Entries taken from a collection

──────────

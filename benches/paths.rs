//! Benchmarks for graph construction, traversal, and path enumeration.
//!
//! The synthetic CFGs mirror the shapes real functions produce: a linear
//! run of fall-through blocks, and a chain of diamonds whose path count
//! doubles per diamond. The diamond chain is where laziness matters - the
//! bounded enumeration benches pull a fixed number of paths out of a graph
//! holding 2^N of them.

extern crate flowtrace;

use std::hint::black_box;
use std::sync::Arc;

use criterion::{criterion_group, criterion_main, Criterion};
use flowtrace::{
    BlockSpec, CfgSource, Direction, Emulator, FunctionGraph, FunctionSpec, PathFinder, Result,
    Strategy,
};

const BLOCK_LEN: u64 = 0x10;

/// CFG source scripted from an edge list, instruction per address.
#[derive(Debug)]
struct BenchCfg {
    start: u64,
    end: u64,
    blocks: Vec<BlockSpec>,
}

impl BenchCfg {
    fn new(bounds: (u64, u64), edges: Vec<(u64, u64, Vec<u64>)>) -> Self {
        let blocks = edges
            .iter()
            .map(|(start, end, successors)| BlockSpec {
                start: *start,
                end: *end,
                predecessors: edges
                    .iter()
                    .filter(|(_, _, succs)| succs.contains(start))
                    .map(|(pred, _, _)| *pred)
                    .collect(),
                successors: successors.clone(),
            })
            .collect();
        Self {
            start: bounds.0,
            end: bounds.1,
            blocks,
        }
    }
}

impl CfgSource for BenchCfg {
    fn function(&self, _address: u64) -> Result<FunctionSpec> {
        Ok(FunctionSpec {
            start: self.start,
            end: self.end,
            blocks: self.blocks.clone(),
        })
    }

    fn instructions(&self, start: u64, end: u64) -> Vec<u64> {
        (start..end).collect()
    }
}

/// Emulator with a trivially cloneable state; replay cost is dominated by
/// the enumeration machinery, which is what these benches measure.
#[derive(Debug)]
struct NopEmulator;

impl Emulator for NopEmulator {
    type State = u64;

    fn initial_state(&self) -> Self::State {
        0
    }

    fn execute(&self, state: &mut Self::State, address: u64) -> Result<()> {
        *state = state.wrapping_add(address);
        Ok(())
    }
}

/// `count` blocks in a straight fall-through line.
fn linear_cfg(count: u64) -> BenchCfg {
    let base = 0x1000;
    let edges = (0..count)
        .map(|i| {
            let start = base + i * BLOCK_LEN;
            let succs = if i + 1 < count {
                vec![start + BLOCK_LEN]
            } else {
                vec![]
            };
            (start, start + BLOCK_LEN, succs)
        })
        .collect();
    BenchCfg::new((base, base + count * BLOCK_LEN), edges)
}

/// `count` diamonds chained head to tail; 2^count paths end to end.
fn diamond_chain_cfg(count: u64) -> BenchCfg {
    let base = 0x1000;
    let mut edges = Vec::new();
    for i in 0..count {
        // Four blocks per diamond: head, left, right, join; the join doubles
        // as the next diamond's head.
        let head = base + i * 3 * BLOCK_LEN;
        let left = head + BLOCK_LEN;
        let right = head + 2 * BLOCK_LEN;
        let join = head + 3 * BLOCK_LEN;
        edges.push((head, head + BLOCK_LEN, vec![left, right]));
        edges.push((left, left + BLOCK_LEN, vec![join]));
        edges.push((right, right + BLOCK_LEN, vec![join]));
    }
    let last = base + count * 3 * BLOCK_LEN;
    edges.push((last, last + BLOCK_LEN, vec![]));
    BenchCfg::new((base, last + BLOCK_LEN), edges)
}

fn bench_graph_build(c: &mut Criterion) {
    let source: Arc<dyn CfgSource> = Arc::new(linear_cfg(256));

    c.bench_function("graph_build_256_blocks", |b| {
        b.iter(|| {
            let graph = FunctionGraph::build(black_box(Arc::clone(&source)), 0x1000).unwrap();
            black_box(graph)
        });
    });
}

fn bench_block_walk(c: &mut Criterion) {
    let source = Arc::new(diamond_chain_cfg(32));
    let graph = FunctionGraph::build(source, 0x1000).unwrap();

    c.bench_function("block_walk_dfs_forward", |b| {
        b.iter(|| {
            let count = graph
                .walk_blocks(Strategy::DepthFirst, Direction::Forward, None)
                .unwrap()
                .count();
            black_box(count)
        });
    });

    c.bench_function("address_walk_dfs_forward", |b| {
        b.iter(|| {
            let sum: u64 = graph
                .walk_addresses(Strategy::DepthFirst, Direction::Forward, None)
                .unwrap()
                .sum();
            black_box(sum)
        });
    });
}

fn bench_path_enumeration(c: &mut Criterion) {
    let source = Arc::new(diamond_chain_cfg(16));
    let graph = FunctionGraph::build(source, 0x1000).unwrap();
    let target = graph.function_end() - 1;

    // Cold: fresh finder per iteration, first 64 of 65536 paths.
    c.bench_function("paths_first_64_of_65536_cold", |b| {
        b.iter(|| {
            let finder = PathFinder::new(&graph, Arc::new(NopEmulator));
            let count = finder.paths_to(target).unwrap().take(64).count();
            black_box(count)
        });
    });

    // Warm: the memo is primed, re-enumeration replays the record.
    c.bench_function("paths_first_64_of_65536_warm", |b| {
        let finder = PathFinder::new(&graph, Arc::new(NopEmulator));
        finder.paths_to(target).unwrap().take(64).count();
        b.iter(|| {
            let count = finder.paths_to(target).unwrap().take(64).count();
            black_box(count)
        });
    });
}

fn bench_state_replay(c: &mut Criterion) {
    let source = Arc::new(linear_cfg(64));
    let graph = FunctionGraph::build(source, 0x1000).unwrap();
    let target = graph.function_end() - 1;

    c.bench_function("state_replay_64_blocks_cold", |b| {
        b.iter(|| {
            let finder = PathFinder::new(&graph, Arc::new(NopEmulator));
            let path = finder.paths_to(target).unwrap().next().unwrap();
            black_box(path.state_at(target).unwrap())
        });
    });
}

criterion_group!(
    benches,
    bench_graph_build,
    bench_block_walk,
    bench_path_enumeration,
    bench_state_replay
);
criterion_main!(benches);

──────────

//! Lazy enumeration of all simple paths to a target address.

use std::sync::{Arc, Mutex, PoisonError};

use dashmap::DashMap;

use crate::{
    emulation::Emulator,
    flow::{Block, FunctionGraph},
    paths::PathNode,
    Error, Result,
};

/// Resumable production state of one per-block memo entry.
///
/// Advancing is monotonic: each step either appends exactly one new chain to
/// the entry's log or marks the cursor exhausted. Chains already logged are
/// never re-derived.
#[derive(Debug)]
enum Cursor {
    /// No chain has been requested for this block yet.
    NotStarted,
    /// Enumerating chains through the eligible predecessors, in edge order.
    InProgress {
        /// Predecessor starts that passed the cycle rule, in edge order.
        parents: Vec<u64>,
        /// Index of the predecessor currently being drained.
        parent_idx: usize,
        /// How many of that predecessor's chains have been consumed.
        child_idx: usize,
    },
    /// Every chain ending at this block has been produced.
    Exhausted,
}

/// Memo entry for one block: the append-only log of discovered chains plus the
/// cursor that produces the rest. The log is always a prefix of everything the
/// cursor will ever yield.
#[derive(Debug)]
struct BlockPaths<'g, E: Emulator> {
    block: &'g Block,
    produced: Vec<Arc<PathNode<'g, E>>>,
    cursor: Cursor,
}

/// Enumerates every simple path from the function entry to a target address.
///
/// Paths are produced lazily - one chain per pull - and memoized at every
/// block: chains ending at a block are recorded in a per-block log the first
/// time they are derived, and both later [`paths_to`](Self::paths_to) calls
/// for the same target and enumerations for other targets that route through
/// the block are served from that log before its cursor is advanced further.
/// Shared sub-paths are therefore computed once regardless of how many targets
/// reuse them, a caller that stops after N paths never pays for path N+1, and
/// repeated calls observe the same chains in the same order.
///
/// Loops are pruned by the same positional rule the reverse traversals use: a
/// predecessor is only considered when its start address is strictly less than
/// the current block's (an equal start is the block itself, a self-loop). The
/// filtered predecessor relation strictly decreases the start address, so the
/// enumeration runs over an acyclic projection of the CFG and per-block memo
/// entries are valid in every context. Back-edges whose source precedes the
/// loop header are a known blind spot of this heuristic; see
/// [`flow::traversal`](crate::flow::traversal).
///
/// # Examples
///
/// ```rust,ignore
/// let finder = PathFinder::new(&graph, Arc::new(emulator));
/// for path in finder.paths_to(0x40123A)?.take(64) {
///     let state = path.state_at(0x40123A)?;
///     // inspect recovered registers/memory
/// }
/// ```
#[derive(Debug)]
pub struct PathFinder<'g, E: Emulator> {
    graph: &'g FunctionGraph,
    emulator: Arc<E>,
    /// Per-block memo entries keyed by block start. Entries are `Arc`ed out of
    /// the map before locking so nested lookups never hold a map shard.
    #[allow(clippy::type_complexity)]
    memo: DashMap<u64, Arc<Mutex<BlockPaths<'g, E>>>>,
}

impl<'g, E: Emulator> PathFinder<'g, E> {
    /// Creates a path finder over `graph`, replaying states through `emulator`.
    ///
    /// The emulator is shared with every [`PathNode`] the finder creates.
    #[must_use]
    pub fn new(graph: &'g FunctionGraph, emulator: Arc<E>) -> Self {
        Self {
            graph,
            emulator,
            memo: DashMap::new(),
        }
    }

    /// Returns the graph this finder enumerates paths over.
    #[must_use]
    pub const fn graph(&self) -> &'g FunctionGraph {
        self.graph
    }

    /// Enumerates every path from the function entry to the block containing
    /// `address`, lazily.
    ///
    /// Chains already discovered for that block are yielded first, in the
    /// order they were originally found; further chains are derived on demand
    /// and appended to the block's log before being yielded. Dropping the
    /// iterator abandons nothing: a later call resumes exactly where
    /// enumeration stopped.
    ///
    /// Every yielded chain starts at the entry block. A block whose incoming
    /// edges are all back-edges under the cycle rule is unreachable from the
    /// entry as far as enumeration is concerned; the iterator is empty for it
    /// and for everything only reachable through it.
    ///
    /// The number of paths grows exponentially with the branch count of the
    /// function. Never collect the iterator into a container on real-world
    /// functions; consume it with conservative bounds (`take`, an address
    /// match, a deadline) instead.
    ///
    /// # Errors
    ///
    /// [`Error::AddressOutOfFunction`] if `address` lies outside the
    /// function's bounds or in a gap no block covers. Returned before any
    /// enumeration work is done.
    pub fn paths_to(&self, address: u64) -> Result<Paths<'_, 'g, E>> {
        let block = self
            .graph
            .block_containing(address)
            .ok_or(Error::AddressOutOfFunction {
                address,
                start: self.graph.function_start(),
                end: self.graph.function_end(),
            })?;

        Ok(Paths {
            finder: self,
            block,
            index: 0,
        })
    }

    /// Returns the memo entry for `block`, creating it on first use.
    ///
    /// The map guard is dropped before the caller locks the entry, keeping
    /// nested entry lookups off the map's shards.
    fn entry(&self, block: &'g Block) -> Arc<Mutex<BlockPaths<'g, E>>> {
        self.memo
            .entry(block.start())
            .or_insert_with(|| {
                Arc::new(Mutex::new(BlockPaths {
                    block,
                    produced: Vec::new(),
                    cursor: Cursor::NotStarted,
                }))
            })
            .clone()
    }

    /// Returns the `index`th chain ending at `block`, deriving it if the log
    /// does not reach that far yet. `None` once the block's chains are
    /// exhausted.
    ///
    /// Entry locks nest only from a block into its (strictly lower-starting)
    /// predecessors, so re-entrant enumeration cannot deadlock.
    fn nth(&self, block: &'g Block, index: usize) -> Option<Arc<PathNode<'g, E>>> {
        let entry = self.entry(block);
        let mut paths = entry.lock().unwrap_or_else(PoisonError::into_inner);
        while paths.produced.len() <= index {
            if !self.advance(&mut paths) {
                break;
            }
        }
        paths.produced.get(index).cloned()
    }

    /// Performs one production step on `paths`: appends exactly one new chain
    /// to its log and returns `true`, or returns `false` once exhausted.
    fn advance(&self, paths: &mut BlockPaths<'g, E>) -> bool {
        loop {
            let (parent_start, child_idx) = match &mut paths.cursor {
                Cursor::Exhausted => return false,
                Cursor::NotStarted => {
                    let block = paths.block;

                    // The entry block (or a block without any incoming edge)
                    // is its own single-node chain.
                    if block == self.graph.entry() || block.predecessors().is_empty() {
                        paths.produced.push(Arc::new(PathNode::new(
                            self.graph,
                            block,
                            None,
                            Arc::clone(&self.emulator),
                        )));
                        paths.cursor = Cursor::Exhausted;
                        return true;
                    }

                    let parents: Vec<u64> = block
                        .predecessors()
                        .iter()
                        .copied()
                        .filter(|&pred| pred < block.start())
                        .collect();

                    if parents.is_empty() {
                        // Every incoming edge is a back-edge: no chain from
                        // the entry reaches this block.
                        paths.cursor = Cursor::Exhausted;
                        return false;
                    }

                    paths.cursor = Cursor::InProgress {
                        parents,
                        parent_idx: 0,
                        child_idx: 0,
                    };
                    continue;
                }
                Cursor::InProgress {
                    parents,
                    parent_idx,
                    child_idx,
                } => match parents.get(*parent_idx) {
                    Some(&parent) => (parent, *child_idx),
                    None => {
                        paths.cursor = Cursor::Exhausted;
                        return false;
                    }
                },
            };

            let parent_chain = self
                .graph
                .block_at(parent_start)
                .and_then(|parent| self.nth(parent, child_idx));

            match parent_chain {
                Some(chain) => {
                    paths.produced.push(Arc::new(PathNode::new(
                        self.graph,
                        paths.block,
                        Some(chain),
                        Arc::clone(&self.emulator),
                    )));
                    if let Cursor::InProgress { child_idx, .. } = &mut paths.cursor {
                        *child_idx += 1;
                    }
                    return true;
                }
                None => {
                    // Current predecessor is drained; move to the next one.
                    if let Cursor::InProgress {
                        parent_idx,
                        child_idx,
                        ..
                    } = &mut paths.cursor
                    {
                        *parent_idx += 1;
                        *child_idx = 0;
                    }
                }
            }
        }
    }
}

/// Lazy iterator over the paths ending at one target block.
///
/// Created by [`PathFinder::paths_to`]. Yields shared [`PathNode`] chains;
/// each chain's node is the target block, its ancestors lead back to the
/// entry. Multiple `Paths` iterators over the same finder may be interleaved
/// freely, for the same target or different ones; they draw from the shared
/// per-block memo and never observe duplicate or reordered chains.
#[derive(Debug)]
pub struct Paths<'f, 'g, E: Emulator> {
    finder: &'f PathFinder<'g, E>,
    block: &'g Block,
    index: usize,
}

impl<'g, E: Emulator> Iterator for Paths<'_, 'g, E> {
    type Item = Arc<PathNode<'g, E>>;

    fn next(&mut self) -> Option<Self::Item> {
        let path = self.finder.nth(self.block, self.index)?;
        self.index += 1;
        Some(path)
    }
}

──────────

What you have to do
Your answer should be the lines of the records that hold the string "incoming".

Answer section
    /// Every yielded chain starts at the entry block. A block whose incoming
                    // The entry block (or a block without any incoming edge)
                        // Every incoming edge is a back-edge: no chain from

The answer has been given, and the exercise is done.